> _Task requirements_: What number of lines in the data below contain the string "paid"? Answer with that number alone.

Records from a data collection
====

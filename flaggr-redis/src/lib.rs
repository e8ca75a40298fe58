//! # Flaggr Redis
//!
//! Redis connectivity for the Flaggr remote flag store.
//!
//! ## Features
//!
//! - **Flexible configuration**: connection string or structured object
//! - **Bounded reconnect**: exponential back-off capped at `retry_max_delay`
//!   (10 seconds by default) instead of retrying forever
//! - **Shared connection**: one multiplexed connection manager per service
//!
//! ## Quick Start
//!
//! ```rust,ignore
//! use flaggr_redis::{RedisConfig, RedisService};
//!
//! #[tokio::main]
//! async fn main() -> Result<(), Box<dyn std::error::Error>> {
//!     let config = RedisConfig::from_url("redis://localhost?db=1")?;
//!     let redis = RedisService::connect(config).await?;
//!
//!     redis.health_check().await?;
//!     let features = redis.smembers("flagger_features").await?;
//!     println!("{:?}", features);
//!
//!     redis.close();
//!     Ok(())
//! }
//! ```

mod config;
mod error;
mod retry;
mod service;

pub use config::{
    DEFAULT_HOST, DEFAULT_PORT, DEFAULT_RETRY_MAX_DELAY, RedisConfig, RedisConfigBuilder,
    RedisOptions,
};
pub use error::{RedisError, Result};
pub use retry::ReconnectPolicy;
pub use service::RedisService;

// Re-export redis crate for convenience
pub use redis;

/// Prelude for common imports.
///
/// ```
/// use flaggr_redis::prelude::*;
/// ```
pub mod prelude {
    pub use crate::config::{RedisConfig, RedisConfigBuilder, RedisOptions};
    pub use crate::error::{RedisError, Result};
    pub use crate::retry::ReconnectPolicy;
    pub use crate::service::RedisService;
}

====

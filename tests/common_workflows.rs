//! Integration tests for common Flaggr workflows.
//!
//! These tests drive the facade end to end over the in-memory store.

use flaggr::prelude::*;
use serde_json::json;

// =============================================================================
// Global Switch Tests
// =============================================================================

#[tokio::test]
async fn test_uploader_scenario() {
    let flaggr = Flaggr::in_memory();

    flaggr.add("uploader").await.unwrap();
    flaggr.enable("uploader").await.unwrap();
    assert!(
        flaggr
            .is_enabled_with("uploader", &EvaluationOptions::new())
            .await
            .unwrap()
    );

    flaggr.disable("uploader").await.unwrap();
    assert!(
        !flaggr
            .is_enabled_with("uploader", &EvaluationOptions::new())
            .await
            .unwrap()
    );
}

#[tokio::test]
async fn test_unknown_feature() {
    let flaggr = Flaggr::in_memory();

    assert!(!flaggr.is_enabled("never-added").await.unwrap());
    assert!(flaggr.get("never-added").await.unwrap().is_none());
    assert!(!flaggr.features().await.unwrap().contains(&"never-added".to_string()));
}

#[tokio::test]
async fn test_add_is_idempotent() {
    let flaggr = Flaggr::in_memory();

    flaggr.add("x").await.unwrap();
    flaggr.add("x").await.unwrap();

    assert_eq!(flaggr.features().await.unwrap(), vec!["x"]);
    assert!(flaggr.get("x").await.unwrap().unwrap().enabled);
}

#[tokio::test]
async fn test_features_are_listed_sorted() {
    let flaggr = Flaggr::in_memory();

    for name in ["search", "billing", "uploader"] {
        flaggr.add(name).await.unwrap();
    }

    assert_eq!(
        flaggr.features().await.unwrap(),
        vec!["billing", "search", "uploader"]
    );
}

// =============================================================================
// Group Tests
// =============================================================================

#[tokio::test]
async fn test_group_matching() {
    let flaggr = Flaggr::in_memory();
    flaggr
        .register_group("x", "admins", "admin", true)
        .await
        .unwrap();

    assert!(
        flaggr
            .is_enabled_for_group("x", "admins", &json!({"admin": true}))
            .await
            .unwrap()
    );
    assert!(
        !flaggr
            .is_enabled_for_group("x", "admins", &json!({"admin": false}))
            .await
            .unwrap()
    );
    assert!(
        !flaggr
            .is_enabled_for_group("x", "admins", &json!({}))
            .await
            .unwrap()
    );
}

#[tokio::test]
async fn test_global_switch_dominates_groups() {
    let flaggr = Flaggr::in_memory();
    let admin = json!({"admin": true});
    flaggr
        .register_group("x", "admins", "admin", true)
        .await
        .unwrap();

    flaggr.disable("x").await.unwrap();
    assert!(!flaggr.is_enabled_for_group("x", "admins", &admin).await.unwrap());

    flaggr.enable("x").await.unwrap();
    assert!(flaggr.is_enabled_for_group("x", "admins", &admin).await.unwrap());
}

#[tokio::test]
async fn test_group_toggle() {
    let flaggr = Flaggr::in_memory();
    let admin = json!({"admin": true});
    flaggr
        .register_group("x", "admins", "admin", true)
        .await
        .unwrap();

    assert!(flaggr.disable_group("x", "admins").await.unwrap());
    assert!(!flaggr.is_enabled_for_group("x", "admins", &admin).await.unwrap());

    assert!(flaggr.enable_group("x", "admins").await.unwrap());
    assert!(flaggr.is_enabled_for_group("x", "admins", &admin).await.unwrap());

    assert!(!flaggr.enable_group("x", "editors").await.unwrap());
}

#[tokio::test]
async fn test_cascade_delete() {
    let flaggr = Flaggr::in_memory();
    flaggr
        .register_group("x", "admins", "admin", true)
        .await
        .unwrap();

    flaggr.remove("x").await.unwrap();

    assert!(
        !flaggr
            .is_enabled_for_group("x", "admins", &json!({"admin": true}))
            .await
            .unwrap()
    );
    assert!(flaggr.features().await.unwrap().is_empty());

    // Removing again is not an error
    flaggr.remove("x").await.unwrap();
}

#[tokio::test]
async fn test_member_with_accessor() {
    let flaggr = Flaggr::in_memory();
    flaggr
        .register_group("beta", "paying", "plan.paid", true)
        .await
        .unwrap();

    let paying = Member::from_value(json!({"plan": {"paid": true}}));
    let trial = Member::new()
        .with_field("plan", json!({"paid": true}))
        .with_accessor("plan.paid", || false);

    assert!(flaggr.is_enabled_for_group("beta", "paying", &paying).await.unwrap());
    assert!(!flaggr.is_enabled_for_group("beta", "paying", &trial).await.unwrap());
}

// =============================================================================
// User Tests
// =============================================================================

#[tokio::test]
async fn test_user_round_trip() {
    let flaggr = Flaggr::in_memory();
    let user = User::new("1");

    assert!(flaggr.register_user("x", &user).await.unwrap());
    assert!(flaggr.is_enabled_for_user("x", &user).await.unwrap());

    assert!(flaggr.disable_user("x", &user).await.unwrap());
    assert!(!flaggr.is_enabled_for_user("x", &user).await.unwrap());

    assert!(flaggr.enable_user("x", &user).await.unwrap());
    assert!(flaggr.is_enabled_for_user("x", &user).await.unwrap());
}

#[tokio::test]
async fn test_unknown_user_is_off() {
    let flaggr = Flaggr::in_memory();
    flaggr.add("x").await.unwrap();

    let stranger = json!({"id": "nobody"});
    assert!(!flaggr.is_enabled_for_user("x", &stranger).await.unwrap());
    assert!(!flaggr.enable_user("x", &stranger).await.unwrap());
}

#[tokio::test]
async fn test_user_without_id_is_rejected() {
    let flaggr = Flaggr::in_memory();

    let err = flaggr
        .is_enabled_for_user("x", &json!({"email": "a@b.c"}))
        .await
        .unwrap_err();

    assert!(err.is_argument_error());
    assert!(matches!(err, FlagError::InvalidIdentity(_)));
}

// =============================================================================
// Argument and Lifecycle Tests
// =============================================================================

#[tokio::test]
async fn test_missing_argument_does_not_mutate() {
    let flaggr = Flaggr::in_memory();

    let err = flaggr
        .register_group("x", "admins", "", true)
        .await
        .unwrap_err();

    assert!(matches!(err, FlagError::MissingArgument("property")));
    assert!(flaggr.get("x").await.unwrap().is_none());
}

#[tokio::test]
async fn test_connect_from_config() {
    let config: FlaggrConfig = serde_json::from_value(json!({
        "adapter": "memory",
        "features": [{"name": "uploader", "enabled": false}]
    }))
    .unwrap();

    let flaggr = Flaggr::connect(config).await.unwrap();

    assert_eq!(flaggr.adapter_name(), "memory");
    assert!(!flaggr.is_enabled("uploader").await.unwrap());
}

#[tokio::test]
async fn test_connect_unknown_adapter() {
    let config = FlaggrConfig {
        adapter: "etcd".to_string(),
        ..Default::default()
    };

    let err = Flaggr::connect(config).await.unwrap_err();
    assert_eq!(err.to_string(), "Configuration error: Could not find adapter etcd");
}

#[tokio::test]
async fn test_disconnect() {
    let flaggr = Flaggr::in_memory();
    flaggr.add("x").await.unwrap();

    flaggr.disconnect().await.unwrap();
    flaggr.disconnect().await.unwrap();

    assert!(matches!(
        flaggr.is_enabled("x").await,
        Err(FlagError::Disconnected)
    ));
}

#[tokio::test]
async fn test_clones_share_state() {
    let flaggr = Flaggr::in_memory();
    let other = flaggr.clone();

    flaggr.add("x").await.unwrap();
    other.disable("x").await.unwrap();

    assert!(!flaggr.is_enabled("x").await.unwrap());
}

====

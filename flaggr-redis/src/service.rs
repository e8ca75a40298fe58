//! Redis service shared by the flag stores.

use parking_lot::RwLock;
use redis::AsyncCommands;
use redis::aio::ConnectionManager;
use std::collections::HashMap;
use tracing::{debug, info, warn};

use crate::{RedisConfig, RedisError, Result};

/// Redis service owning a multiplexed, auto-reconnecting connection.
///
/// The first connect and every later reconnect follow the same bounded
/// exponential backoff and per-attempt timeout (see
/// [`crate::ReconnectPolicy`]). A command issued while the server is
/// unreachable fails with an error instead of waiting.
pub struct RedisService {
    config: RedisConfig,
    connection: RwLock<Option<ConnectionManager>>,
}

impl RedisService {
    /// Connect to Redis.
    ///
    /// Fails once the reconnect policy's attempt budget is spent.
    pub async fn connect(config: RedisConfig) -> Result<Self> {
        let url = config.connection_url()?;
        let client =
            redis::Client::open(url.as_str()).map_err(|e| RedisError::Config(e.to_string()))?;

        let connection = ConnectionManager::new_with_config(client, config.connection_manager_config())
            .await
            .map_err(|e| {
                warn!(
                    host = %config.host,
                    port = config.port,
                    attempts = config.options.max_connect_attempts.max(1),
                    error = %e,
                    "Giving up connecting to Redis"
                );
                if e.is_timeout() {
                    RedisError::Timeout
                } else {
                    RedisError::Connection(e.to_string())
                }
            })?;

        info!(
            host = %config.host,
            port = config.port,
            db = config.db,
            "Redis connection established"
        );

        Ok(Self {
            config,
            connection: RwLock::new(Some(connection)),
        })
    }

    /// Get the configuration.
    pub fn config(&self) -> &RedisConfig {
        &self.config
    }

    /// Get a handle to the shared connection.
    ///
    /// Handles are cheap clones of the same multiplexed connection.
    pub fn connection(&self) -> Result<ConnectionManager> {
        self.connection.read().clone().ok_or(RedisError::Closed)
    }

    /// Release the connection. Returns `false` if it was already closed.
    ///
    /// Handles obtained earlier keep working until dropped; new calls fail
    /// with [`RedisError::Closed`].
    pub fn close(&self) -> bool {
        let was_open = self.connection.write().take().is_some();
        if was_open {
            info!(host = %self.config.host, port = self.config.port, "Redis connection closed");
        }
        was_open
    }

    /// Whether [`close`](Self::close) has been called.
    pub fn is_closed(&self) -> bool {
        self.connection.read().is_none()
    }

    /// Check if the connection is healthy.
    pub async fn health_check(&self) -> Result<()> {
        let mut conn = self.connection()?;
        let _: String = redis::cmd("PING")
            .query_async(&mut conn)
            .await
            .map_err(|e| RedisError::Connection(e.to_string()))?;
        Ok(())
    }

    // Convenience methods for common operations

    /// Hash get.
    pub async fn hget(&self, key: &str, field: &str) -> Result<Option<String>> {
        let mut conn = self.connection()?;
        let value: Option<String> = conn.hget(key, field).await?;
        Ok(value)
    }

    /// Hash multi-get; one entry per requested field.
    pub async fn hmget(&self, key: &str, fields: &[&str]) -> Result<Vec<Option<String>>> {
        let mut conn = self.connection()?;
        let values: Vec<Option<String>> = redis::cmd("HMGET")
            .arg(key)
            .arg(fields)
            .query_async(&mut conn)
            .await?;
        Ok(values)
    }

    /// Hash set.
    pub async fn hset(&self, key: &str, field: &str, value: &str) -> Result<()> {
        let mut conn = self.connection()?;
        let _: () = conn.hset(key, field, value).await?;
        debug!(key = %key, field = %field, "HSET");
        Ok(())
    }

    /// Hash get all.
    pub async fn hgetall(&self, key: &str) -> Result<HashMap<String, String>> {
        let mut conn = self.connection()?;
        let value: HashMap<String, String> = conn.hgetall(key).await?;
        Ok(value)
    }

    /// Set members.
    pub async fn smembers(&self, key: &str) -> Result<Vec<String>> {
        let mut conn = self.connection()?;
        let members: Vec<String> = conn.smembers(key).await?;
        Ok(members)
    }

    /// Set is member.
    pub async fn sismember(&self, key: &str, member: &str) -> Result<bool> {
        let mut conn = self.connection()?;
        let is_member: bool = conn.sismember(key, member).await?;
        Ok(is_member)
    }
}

====

> _Result of the exercise_: 4